Big Data, Privacy Central Themes in ‘The Great Debate’
|Panelists Steve Van Til of Brivo Systems, Fredrik Nilsson of Axis Communications, Donald Zoufal of SDI and Jay Hauhn of Tyco Integrated Security at yesterday’s Signature Series session, “The Great Debate 2014: Use it or Lose it!|
Big data and privacy: two great tastes that taste great together? The answer to that
question seemed to be the most discussed theme of yesterday morning’s SIA Education@ISC Signature Series Session “The Great Debate 2014: Use it or Lose It!”
The session lived up to its name as panelists Steve Van Til of Brivo Systems, Fredrik Nilsson of Axis Communications, Donald Zoufal of SDI (System Development Integration) and Jay Hauhn of Tyco Integrated Security did engage in respectful debate on some of the top technologies and trends in the industry.

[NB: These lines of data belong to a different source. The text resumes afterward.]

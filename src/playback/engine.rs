use crate::audio;
use crate::error::Result;
use async_trait::async_trait;
use std::path::Path;
use std::sync::atomic::{AtomicBool, Ordering};
use std::sync::Arc;
use std::time::Duration;
use tokio::sync::{oneshot, Mutex, Notify};

/// How long starting or stopping a clip waits for the previous one to exit.
const HALT_GRACE: Duration = Duration::from_secs(2);

/// The one playback device. `play` resolves when the clip has finished (or
/// failed); `stop` aborts whatever is playing and is safe to call when idle.
#[async_trait]
pub trait PlaybackEngine: Send + Sync {
    fn name(&self) -> &str;
    async fn play(&self, clip: &Path) -> Result<()>;
    async fn stop(&self);
}

/// Engine for hosts without an output device: validates the WAV and holds
/// the queue for the clip's real duration, so ordering and pacing match a
/// device.
#[derive(Default)]
pub struct HeadlessPlayer {
    stop: Notify,
}

impl HeadlessPlayer {
    pub fn new() -> Self {
        Self::default()
    }
}

#[async_trait]
impl PlaybackEngine for HeadlessPlayer {
    fn name(&self) -> &str {
        "headless"
    }

    async fn play(&self, clip: &Path) -> Result<()> {
        let path = clip.to_path_buf();
        let duration = tokio::task::spawn_blocking(move || audio::wav_duration(&path))
            .await
            .map_err(|e| crate::error::SessionError::Playback(format!("duration task failed: {}", e)))??;
        log::info!("[playback] headless clip {}ms", duration.as_millis());
        tokio::select! {
            _ = tokio::time::sleep(duration) => Ok(()),
            _ = self.stop.notified() => Err(crate::error::SessionError::Playback("stopped".into())),
        }
    }

    async fn stop(&self) {
        // Wakes a play in progress; stores nothing for the next one.
        self.stop.notify_waiters();
    }
}

/// Tracks the clip an engine's worker thread is playing, so a stop only ever
/// reaches that clip and a new clip never starts before the old one exits.
#[derive(Default)]
pub struct ActiveClip {
    slot: Mutex<Option<Running>>,
}

struct Running {
    stop: Arc<AtomicBool>,
    done: oneshot::Receiver<()>,
}

/// Held by the worker for the length of one clip. Dropping it tells the
/// engine the worker has exited.
pub struct ClipToken {
    stop: Arc<AtomicBool>,
    _done: oneshot::Sender<()>,
}

impl ClipToken {
    pub fn is_stopped(&self) -> bool {
        self.stop.load(Ordering::SeqCst)
    }
}

impl ActiveClip {
    pub fn new() -> Self {
        Self::default()
    }

    /// Halt any clip still running, then hand out a token for the next one.
    pub async fn begin(&self) -> ClipToken {
        let mut slot = self.slot.lock().await;
        if let Some(previous) = slot.take() {
            halt_running(previous).await;
        }
        let stop = Arc::new(AtomicBool::new(false));
        let (done_tx, done_rx) = oneshot::channel();
        *slot = Some(Running {
            stop: stop.clone(),
            done: done_rx,
        });
        ClipToken {
            stop,
            _done: done_tx,
        }
    }

    /// Stop the running clip and wait for its worker to let go.
    pub async fn halt(&self) {
        let running = self.slot.lock().await.take();
        if let Some(running) = running {
            halt_running(running).await;
        }
    }
}

async fn halt_running(running: Running) {
    running.stop.store(true, Ordering::SeqCst);
    if tokio::time::timeout(HALT_GRACE, running.done).await.is_err() {
        log::warn!(
            "[playback] output worker still busy after {}ms",
            HALT_GRACE.as_millis()
        );
    }
}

The discussion kicked off with the topic of crowdsourcing video surveillance, with the response to last year’s Boston Marathon bombing providing context. Van Til suggested the role of crowdsourcing could increase in terms of security.
“With the Boston Marathon, it was done by exception. It wasn’t planned ahead of time. It could become part of the fabric of how we do security and be there before an event, not just after,” Van Til said.
This led into a discussion on big data, the definition of which Nilsson said is murky.
“Big data is something everybody talks about, but everybody has a different idea of what it means,” he said. Hauhn was the first to bring up the need to balance operational efficiencies against the privacy concerns that come not from the video itself but from the attendant data that’s stored. In the case of the Boston Marathon bombing, video from surveillance cameras, ATMs and smartphones combined to provide forensic evidence that eventually led to the identification of the suspects.
“The more data you have, the better it is,” Hauhn said.
What’s done with that data, Zoufal said, is the big question in terms of privacy and balancing what’s considered public – whether that’s video recorded in public spaces or posting something on the public internet – and what’s considered private.
“Now video is utilized and harnessed for all sorts of things. That changes the nature of video surveillance in terms of keeping video for a long time,” he said, adding that that notion can make people skittish.
“In terms of filming people as they’re walking down the street, that’s a dead issue. It’s not about where cameras are or how many cameras there are; it’s about the data and how long you can keep that data,” Zoufal said. “If you have a large amount of data compiled, and you use it with analytics, that makes people uncomfortable.”
The Boston Marathon showed people the benefits of video surveillance, but data hasn’t had that “aha moment” yet. If and when that happens, the privacy conversation will take a new turn, Nilsson said.
“With data privacy, people haven’t seen the benefits of that,” he said.
Privacy concerns are, for the most part, split along generational lines, Hauhn said.
“We have an increasing understanding of where people have a right to privacy,” Hauhn said.
“Ninety percent of the people in this room have privacy concerns. The younger generation doesn’t have the concerns most of us do. Just look at what they post on Facebook.”
One of the problems is that privacy expectations can change based on the situation, Van Til said.
“Is there a sense that the public wants to have their cake and eat it too? When something happens, they say, ‘They had all the data, so they should have known.’ But at the same time they want privacy,” he said.
On the topic of new players, such as cable providers and telcos, entering the security industry, Hauhn emphasized the positives of that development.
“Everyone is so concerned about new entrants in the industry, but it will probably be better and drive innovation and change the way things are done for the betterment of end users,” he said. “Door control is a 100-year-old technology and motion detection is a 40-yearold technology.
“I tell my people to stop thinking like a security guy of 40 years ago and start thinking like Nest,” he added, referencing the company that makes smart thermostats and smoke detectors.
The issue of BYOD (bring your own device) divided the panel, with Zoufal saying he’s no fan of the concept.
“With BYOD, you don’t own the devices anymore. Now your information is on those devices and those private networks,” he said. “There’s convenience and advantages to it but there’s also a huge amount of legal risk.”
Van Til had a different take.
“Rather than resist or shy away from BYOD, we should run toward it and embrace it,” he said. BYOC (bring your own credentials), he added, is a great way to eliminate “card fatigue” by allowing people to use their NFC-equipped phones to gain entry to locations.
All these connected devices require management, but that management has to be simplified, Nilsson said. For example, if people have 10 internet-connected devices, they don’t want 10 apps to manage those. One or two is better, he said.
“They also have to be secure. Nothing can be 100 percent secure. The only way to be 100 percent secure is to disconnect from the Internet,” Nilsson said, adding that at the moment, they’re “secure enough.”
In any case, the industry has to be careful to balance the proliferation of connected devices and the functionality they allow with privacy, Zoufal said.
“We have to do it in a careful way or somebody’s going to take our toys away,” Zoufal said, later adding, “If we don’t self-regulate, somebody will do it for us.”